A coach who has built rapport with a coachee and is trusted with confidential information provides a safe environment in which a coachee allows themselves to be vulnerable and perhaps more compassionate.  Being kinder to themselves as they work through problems can have positive benefits for a leader’s performance, resilience, and well-being.

Coaching supports leaders to better understand their own values, feelings, preferences, and behaviors and how these impact others and helps leaders identify a broader range of options and approaches.

Seeking feedback in both formal and informal ways is common practice but knowing what to do with the feedback and how to use it to improve performance is sometimes less obvious.

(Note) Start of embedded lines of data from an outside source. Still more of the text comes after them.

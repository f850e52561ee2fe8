//! Generation request parameters.

use serde::{Deserialize, Serialize};

/// Sampling parameters for one generation call.
///
/// Serializes to the camelCase shape the Gemini `generationConfig` field
/// expects, so a config can be embedded in a request body directly.
#[derive(Debug, Clone, Copy, PartialEq, Serialize, Deserialize)]
#[serde(rename_all = "camelCase")]
pub struct GenerationConfig {
    /// Creativity, clamped to `[0, 1]`.
    pub temperature: f64,
    /// Nucleus sampling bound.
    pub top_p: f64,
    /// Top-k sampling bound.
    pub top_k: u32,
    /// Output budget in tokens.
    pub max_output_tokens: u32,
}

impl Default for GenerationConfig {
    fn default() -> Self {
        Self {
            temperature: 0.7,
            top_p: 0.95,
            top_k: 40,
            max_output_tokens: 4096,
        }
    }
}

impl GenerationConfig {
    pub fn new() -> Self {
        Self::default()
    }

    /// Higher-temperature preset used for creative rewriting.
    pub fn creative() -> Self {
        Self::default().with_temperature(1.0)
    }

    pub fn with_temperature(mut self, temperature: f64) -> Self {
        self.temperature = temperature.clamp(0.0, 1.0);
        self
    }

    pub fn with_top_p(mut self, top_p: f64) -> Self {
        self.top_p = top_p.clamp(0.0, 1.0);
        self
    }

    pub fn with_top_k(mut self, top_k: u32) -> Self {
        self.top_k = top_k;
        self
    }

    pub fn with_max_output_tokens(mut self, max_output_tokens: u32) -> Self {
        self.max_output_tokens = max_output_tokens;
        self
    }
}
//! Logging initialization.
//!
//! Two sinks: a pretty stdout layer and a JSON file layer under the user
//! data directory with daily rotation. Standard `log` macro events are
//! bridged into `tracing` so modules can stay on the lighter facade.

use std::fs;
use std::io;
use std::path::PathBuf;

use tracing_appender::non_blocking::WorkerGuard;
use tracing_subscriber::{layer::SubscriberExt, util::SubscriberInitExt, EnvFilter, Layer};

/// Initialize the logging system.
///
/// Returns a `WorkerGuard` which must be kept alive for the duration of the
/// process so buffered file logs are flushed on shutdown.
pub fn init() -> WorkerGuard {
    let log_dir = dirs::data_dir()
        .map(|d| d.join("quotesmith").join("logs"))
        .unwrap_or_else(|| PathBuf::from("logs"));

    if !log_dir.exists() {
        if let Err(e) = fs::create_dir_all(&log_dir) {
            eprintln!("Failed to create logs directory: {}", e);
        }
    }

    let file_appender = tracing_appender::rolling::daily(&log_dir, "quotesmith.log");
    let (non_blocking, guard) = tracing_appender::non_blocking(file_appender);

    let env_filter = EnvFilter::try_from_default_env().unwrap_or_else(|_| EnvFilter::new("info"));

    // File layer: JSON format for easy parsing and ingestion
    let file_layer = tracing_subscriber::fmt::layer()
        .with_writer(non_blocking)
        .json()
        .with_file(true)
        .with_line_number(true)
        .with_thread_ids(true)
        .with_target(true)
        .with_filter(env_filter.clone());

    // Stdout layer: human-readable format
    let stdout_layer = tracing_subscriber::fmt::layer()
        .with_writer(io::stdout)
        .pretty()
        .with_filter(env_filter);

    tracing_subscriber::registry()
        .with(file_layer)
        .with(stdout_layer)
        .init();

    // Redirect standard `log` macros to `tracing`
    if let Err(e) = tracing_log::LogTracer::init() {
        eprintln!("Failed to initialize LogTracer: {}", e);
    }

    log::info!(
        "Logging initialized. Writing to: {:?} (daily rolling)",
        log_dir.join("quotesmith.log")
    );

    guard
}
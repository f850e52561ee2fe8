//! Property-based tests for the quote assistant
//!
//! This module contains property-based tests using the proptest framework.
//! Property tests verify invariants that should hold for all inputs, rather
//! than testing specific cases.
//!
//! ## Test Modules
//!
//! - `fallback_props`: Tests for the deterministic fallback generator
//!   - Sentiment output is always schema-valid
//!   - Same seed reproduces identical output
//!   - Positive lexicon words never lower the score
//!   - Enhancement and image-idea output keep their shape for any text
//!
//! - `parser_props`: Tests for the two-stage reply parser
//!   - Never panics, always yields a valid result for arbitrary input
//!   - Valid JSON wrapped in prose is recovered as structured
//!   - Key-value scanning recovers fields from conversational replies
//!
//! - `background_props`: Tests for background suggestion and keywords
//!   - Blended sets always satisfy the category quotas
//!   - Sentiment-keyed sets always hold four valid suggestions
//!   - Keyword extraction always yields usable search terms
//!
//! ## Configuration
//!
//! By default, proptest runs 256 cases per property. This can be configured
//! via the `PROPTEST_CASES` environment variable:
//!
//! ```sh
//! PROPTEST_CASES=1000 cargo test property --release
//! ```
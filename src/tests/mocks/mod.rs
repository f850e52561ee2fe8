//! Mock implementations for testing
//!
//! This module provides mockall-backed doubles for the two outbound seams,
//! the generative model and the photo search providers, so features can be
//! tested in isolation without network access.

#![allow(dead_code)]

use async_trait::async_trait;
use mockall::mock;

use crate::core::llm::{GenAiError, GenerationConfig, GenerativeModel};
use crate::core::photos::{ImageSearch, PhotoError, PhotoHit};

// ============================================================================
// Generative Model Mock
// ============================================================================

mock! {
    pub Model {}

    #[async_trait]
    impl GenerativeModel for Model {
        fn id(&self) -> &str;
        fn model(&self) -> &str;
        async fn generate(
            &self,
            prompt: &str,
            config: &GenerationConfig,
        ) -> crate::core::llm::Result<String>;
    }
}

/// Create a mock model that replies with the given raw text on every call.
pub fn scripted_model(raw: &str) -> MockModel {
    let raw = raw.to_string();
    let mut mock = MockModel::new();
    mock.expect_id().return_const("mock".to_string());
    mock.expect_model().return_const("mock-model-v1".to_string());
    mock.expect_generate()
        .returning(move |_prompt, _config| Ok(raw.clone()));
    mock
}

/// Create a mock model that reports upstream throttling on every call.
pub fn rate_limited_model() -> MockModel {
    let mut mock = MockModel::new();
    mock.expect_id().return_const("mock".to_string());
    mock.expect_model().return_const("mock-model-v1".to_string());
    mock.expect_generate().returning(|_prompt, _config| {
        Err(GenAiError::RateLimited {
            message: "429 resource exhausted".to_string(),
        })
    });
    mock
}

/// Create a mock model that fails every call with a non-throttling error.
pub fn failing_model() -> MockModel {
    let mut mock = MockModel::new();
    mock.expect_id().return_const("mock".to_string());
    mock.expect_model().return_const("mock-model-v1".to_string());
    mock.expect_generate().returning(|_prompt, _config| {
        Err(GenAiError::Api {
            status: 500,
            message: "internal error".to_string(),
        })
    });
    mock
}

// ============================================================================
// Photo Search Mock
// ============================================================================

mock! {
    pub PhotoSearch {}

    #[async_trait]
    impl ImageSearch for PhotoSearch {
        fn label(&self) -> &'static str;
        async fn search(&self, keyword: &str) -> crate::core::photos::Result<Option<PhotoHit>>;
    }
}

/// Create a mock search returning one deterministic hit per keyword.
pub fn stock_photo_search() -> MockPhotoSearch {
    let mut mock = MockPhotoSearch::new();
    mock.expect_label().return_const("Unsplash");
    mock.expect_search().returning(|keyword| {
        Ok(Some(PhotoHit {
            url: format!("https://images.example.com/{keyword}"),
            photographer: "Ada Lensweaver".to_string(),
        }))
    });
    mock
}

/// Create a mock search that never has a match.
pub fn empty_photo_search() -> MockPhotoSearch {
    let mut mock = MockPhotoSearch::new();
    mock.expect_label().return_const("Pexels");
    mock.expect_search().returning(|_keyword| Ok(None));
    mock
}

/// Create a mock search that fails every request.
pub fn failing_photo_search() -> MockPhotoSearch {
    let mut mock = MockPhotoSearch::new();
    mock.expect_label().return_const("Unsplash");
    mock.expect_search().returning(|_keyword| {
        Err(PhotoError::Api {
            status: 500,
            message: "server error".to_string(),
        })
    });
    mock
}

#[cfg(test)]
mod tests {
    use super::*;

    #[tokio::test]
    async fn test_scripted_model_replies() {
        let mock = scripted_model("{\"sentiment\":\"neutral\"}");
        assert_eq!(mock.id(), "mock");
        let reply = mock
            .generate("any prompt", &GenerationConfig::new())
            .await
            .unwrap();
        assert!(reply.contains("neutral"));
    }

    #[tokio::test]
    async fn test_rate_limited_model_is_classified() {
        let mock = rate_limited_model();
        let err = mock
            .generate("any prompt", &GenerationConfig::new())
            .await
            .unwrap_err();
        assert!(err.is_rate_limited());
    }

    #[tokio::test]
    async fn test_stock_photo_search_hits() {
        let mock = stock_photo_search();
        assert_eq!(mock.label(), "Unsplash");
        let hit = mock.search("sunrise").await.unwrap().unwrap();
        assert!(hit.url.ends_with("/sunrise"));
        assert_eq!(hit.photographer, "Ada Lensweaver");
    }

    #[tokio::test]
    async fn test_empty_photo_search_returns_none() {
        let mock = empty_photo_search();
        assert!(mock.search("anything").await.unwrap().is_none());
    }
}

A coach can help a leader understand and interpret what is being said and identify what needs to change and, perhaps more importantly, the impact of making and not making that change.

By combining techniques like active reflective listening, powerful questioning, Clean Language (Tompkins, Lawley 2007) and challenge with models and methodologies coaches help their coachees gain new perspectives and identify ways to progress.  Sometimes all that is needed is a Thinking Partner, but I’ve also worked with leaders to identify more effective approaches that not only benefit the broader enterprise but also align with their own values.

It has to be acknowledged however that challenge can be crucial for truly transformative coaching.  My own experience in universities has taught me that senior leaders are less likely to face regular challenges and coaches can play a vital role as critical friends and an “outsourced supplier of candor” (Berglas 2002).  Challenge delivered in a non-judgemental way will help leaders move beyond their own biases and form new insights.

If you’re thinking of recruiting a coach to support your professional and personal development what should be looking for?  There are some hygiene factors that you may want to consider; do they have a relevant qualification, are they accredited and are they able to talk you through their approach?  Have you met with them and developed a clear, written, understanding of what you are looking to achieve through coaching?  Have you been given the opportunity to co-create that coaching contract and are the rules of engagement clear and understood?  You might also want to check that they’ve got the relevant insurance – a small thing but it is an indication of professionalism.

Other less tangible things you may wish to consider are things like their ability to establish and hold space for you as a coachee.  Coaching presence is created through a combination of rapport, trust, empathy, and active reflective listening.  It occurs when a coachee is confident that the coach’s attention rests solely on them, and this creates a quiet space where they are able to put aside the distractions of the day-to-day and bring some focus and clarity to their thinking.  A quiet place isn’t always a space without sounds, for some clients talking out loud is how they achieve understanding, and a ‘quiet space’ can be full of noise.

A coach’s ability to demonstrate empathy is essential for maintaining rapport and trust, and ensuring the coachee feels heard, but it needs to be appropriate empathy.  Scott has written about ‘ruinous empathy’ as an approach that avoids the discomfort of challenge and while coaches think they are being kind they are in fact failing to be supportive by leaving issues unaddressed.  Coaching and being coached is not always a comfortable experience and sometimes a coach’s role is to support the clients to sit with and work through discomfort to gain insights.  It is the coachee, not the coach, who is the owner of the coaching experience, and a coach should align their approach to the client and adapt as necessary.

Ultimately coaching will only work if both parties are invested in both the process and outcomes and are able to work together within defined boundaries.  Occasionally it can be an intense, sometimes challenging experience but a successful coaching relationship can be transformative not only for the coachee but for the coach also.  For me as a coach, this is one of the most satisfying aspects of my career to date.  I feel privileged to have had the opportunity to share space with, and support, some amazingly talented individuals on their own development journeys and to learn from them along the way.